South Korea’s financial watchdogs are digging deep into Bithumb after one of the most egregious glitches in crypto history: accidentally handing out $41.2 billion worth of Bitcoins that didn’t exist. The error, which credited 620,000 BTC to 249 users during a promo, triggered a selling frenzy and exposed glaring vulnerabilities in the exchange’s infrastructure.
Regulators from the Financial Supervisory Service descended on Bithumb’s offices last week, formalizing the inquiry on Monday. Sources in the industry describe the incident as profoundly alarming, with potential ripple effects across Korea’s burgeoning crypto market.
What started as a simple 620,000 won promotion on Friday spiraled into market mayhem. Users saw windfall balances and cashed out swiftly—1,788 Bitcoins were sold before Bithumb reversed most entries. The exchange admitted the bulk was reclaimed promptly, but the damage was done.

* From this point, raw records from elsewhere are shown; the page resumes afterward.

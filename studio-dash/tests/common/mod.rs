#![allow(dead_code)]

use std::{
    collections::HashMap,
    sync::{Arc, Mutex},
    thread,
    time::{Duration, Instant},
};

use crossbeam_channel::{Receiver, Sender};
use serde_json::{json, Value};
use studio_core::{
    webapi::{Backend, Endpoint, RequestBuilder},
    Config, FetchError, FetchResult,
};
use studio_dash::{
    chart::{ChartBackend, ChartConfig, ChartId, ChartInstance},
    MemorySink, ViewController,
};

pub const WAIT: Duration = Duration::from_secs(10);

pub type Controller = ViewController<MemorySink>;

pub fn config() -> Config {
    Config {
        fetch_threads: 8,
        ..Config::default()
    }
}

pub fn controller(backend: &Arc<FakeBackend>) -> (Controller, Arc<Mutex<ChartLedger>>) {
    controller_with(config(), backend)
}

pub fn controller_with(
    config: Config,
    backend: &Arc<FakeBackend>,
) -> (Controller, Arc<Mutex<ChartLedger>>) {
    studio_dash::logging::init_for_tests();
    let ledger = Arc::new(Mutex::new(ChartLedger::default()));
    let controller = ViewController::new(
        config,
        backend.clone(),
        CountingCharts(ledger.clone()),
        MemorySink::new(),
    );
    (controller, ledger)
}

/// Poll until `done` holds.  For states reached while other requests are
/// still held, where `wait_idle` would not return.
pub fn wait_until(controller: &mut Controller, mut done: impl FnMut(&Controller) -> bool) -> bool {
    let until = Instant::now() + WAIT;
    while Instant::now() < until {
        controller.poll();
        if done(controller) {
            return true;
        }
        thread::sleep(Duration::from_millis(5));
    }
    false
}

type Predicate = Box<dyn Fn(&RequestBuilder) -> bool + Send + Sync>;
type Handler = Arc<dyn Fn(&RequestBuilder) -> FetchResult<Value> + Send + Sync>;

struct Hold {
    matches: Predicate,
    release: Receiver<()>,
}

/// Holds matching requests until released or dropped.
pub struct Gate(Sender<()>);

impl Gate {
    pub fn release(self) {}
}

/// Scripted stand-in for the dashboard API.
///
/// Unscripted endpoints answer with the `live_*` datasets below, which differ
/// from the demo ones so a test can tell where rendered data came from.
#[derive(Default)]
pub struct FakeBackend {
    routes: Mutex<HashMap<Endpoint, Handler>>,
    failures: Mutex<HashMap<Endpoint, FetchError>>,
    fail_all: Mutex<Option<FetchError>>,
    delays: Mutex<HashMap<Endpoint, Duration>>,
    holds: Mutex<Vec<Hold>>,
    requests: Mutex<Vec<RequestBuilder>>,
}

impl FakeBackend {
    pub fn new() -> Arc<Self> {
        Arc::new(Self::default())
    }

    pub fn route(
        &self,
        endpoint: Endpoint,
        handler: impl Fn(&RequestBuilder) -> FetchResult<Value> + Send + Sync + 'static,
    ) {
        self.routes.lock().unwrap().insert(endpoint, Arc::new(handler));
    }

    pub fn reply(&self, endpoint: Endpoint, data: Value) {
        self.route(endpoint, move |_| Ok(data.clone()));
    }

    pub fn fail(&self, endpoint: Endpoint, err: FetchError) {
        self.failures.lock().unwrap().insert(endpoint, err);
    }

    pub fn fail_all(&self, err: FetchError) {
        *self.fail_all.lock().unwrap() = Some(err);
    }

    /// Forget every scripted failure.
    pub fn heal(&self) {
        *self.fail_all.lock().unwrap() = None;
        self.failures.lock().unwrap().clear();
    }

    pub fn delay(&self, endpoint: Endpoint, delay: Duration) {
        self.delays.lock().unwrap().insert(endpoint, delay);
    }

    pub fn gate(&self, endpoint: Endpoint) -> Gate {
        self.gate_when(move |request| request.endpoint() == endpoint)
    }

    pub fn gate_when(&self, matches: impl Fn(&RequestBuilder) -> bool + Send + Sync + 'static) -> Gate {
        let (sender, release) = crossbeam_channel::bounded(0);
        self.holds.lock().unwrap().push(Hold {
            matches: Box::new(matches),
            release,
        });
        Gate(sender)
    }

    pub fn requests(&self) -> Vec<RequestBuilder> {
        self.requests.lock().unwrap().clone()
    }

    pub fn requests_for(&self, endpoint: Endpoint) -> Vec<RequestBuilder> {
        self.requests()
            .into_iter()
            .filter(|request| request.endpoint() == endpoint)
            .collect()
    }

    pub fn clear_requests(&self) {
        self.requests.lock().unwrap().clear();
    }

    fn answer(&self, request: &RequestBuilder) -> FetchResult<Value> {
        if let Some(err) = self.fail_all.lock().unwrap().clone() {
            return Err(err);
        }
        if let Some(err) = self.failures.lock().unwrap().get(&request.endpoint()) {
            return Err(err.clone());
        }
        let handler = self.routes.lock().unwrap().get(&request.endpoint()).cloned();
        match handler {
            Some(handler) => handler(request),
            None => Ok(live_data(request)),
        }
    }
}

impl Backend for FakeBackend {
    fn fetch(&self, request: &RequestBuilder) -> FetchResult<Value> {
        self.requests.lock().unwrap().push(request.clone());

        let held: Vec<Receiver<()>> = self
            .holds
            .lock()
            .unwrap()
            .iter()
            .filter(|hold| (hold.matches)(request))
            .map(|hold| hold.release.clone())
            .collect();
        for release in held {
            // Returns once the gate is dropped.
            let _ = release.recv();
        }

        let delay = self.delays.lock().unwrap().get(&request.endpoint()).copied();
        if let Some(delay) = delay {
            thread::sleep(delay);
        }
        self.answer(request)
    }
}

pub fn live_data(request: &RequestBuilder) -> Value {
    match request.endpoint() {
        Endpoint::Kpis => live_kpis(),
        Endpoint::GenreStats => live_genre_stats(),
        Endpoint::TopMovies => json!([live_movie("Halloween", "Horror|Thriller", 3.7)]),
        Endpoint::AudienceProfile => json!({
            "genre": request.get_query("genre").unwrap_or("All"),
            "avg_roi": 4.4,
            "avg_budget": 21.0,
            "market_share": 11.5,
            "age_groups": [{ "label": "18-24", "share": 44.0 }, { "label": "25-34", "share": 56.0 }],
            "gender_split": [{ "label": "Female", "share": 47.0 }, { "label": "Male", "share": 53.0 }],
        }),
        Endpoint::Movies => json!({
            "movies": [live_movie("Heat", "Crime|Drama", 2.3)],
            "total": 1,
            "has_more": false,
        }),
        Endpoint::Simulate => json!({
            "viability": 91,
            "risk": "Low",
            "predicted_genre": "Horror",
            "est_revenue_m": 140.0,
            "est_roi": 6.1,
            "audience_match": 64.0,
            "similar_films": [{
                "title": "It Follows", "year": 2014, "genres": "Horror|Mystery",
                "revenue_m": 23.0, "similarity": 87
            }],
        }),
        Endpoint::Health => json!({ "healthy": true }),
    }
}

pub fn live_kpis() -> Value {
    json!({ "total_movies": 4803, "total_revenue_b": 12.4, "avg_roi": 2.8, "avg_rating": 6.6 })
}

pub fn live_genre_stats() -> Value {
    json!([
        { "genre": "Drama", "avg_budget": 30.0, "avg_revenue": 90.0, "avg_roi": 2.5, "count": 900 },
        { "genre": "Horror", "avg_budget": 15.0, "avg_revenue": 80.0, "avg_roi": 5.1, "count": 300 },
        { "genre": "Western", "avg_budget": 40.0, "avg_revenue": 70.0, "avg_roi": 1.2, "count": 20 },
    ])
}

pub fn live_movie(title: &str, genres: &str, roi: f64) -> Value {
    json!({
        "title": title, "year": 1995, "genres": genres,
        "budget_m": 10.0, "revenue_m": 10.0 * roi, "roi": roi, "vote_average": 7.0,
    })
}

pub fn movie_page(titles: &[&str], total: u64, has_more: bool) -> Value {
    json!({
        "movies": titles.iter().map(|t| live_movie(t, "Action|Sci-Fi", 4.0)).collect::<Vec<_>>(),
        "total": total,
        "has_more": has_more,
    })
}

/// Create/destroy bookkeeping of every chart the registry ever touched.
#[derive(Debug, Default)]
pub struct ChartLedger {
    pub created: HashMap<String, usize>,
    pub destroyed: HashMap<String, usize>,
    pub updated: HashMap<String, usize>,
    /// Highest number of simultaneously live instances seen for any id.
    pub max_live: usize,
}

impl ChartLedger {
    pub fn live(&self, id: &str) -> usize {
        self.created.get(id).copied().unwrap_or(0) - self.destroyed.get(id).copied().unwrap_or(0)
    }

    pub fn total_live(&self) -> usize {
        self.created.keys().map(|id| self.live(id)).sum()
    }

    pub fn created(&self, id: &str) -> usize {
        self.created.get(id).copied().unwrap_or(0)
    }
}

pub struct CountingCharts(pub Arc<Mutex<ChartLedger>>);

struct CountingInstance {
    id: String,
    ledger: Arc<Mutex<ChartLedger>>,
}

impl ChartBackend for CountingCharts {
    fn create(&mut self, id: &ChartId, _config: &ChartConfig) -> Box<dyn ChartInstance> {
        let mut ledger = self.0.lock().unwrap();
        *ledger.created.entry(id.to_string()).or_default() += 1;
        let live = ledger.live(id.as_str());
        ledger.max_live = ledger.max_live.max(live);
        Box::new(CountingInstance {
            id: id.to_string(),
            ledger: self.0.clone(),
        })
    }
}

impl ChartInstance for CountingInstance {
    fn update(&mut self, _config: &ChartConfig) {
        *self.ledger.lock().unwrap().updated.entry(self.id.clone()).or_default() += 1;
    }

    fn destroy(&mut self) {
        *self.ledger.lock().unwrap().destroyed.entry(self.id.clone()).or_default() += 1;
    }
}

At the heart of the blunder lies Bithumb’s internal book-entry system, which logs trades off-chain. This setup risks ‘phantom balances’ when records diverge from reality. Holding just 42,000 BTC end-September—mostly client funds—Bithumb was woefully unprepared for such a glitch.
As lawmakers hash out new crypto laws, the FSS is ramping up oversight. Expect hefty fines, stricter IT mandates, and enhanced safeguards. This probe serves as a stark warning: in crypto’s high-stakes arena, technical slip-ups can cost billions and erode trust overnight.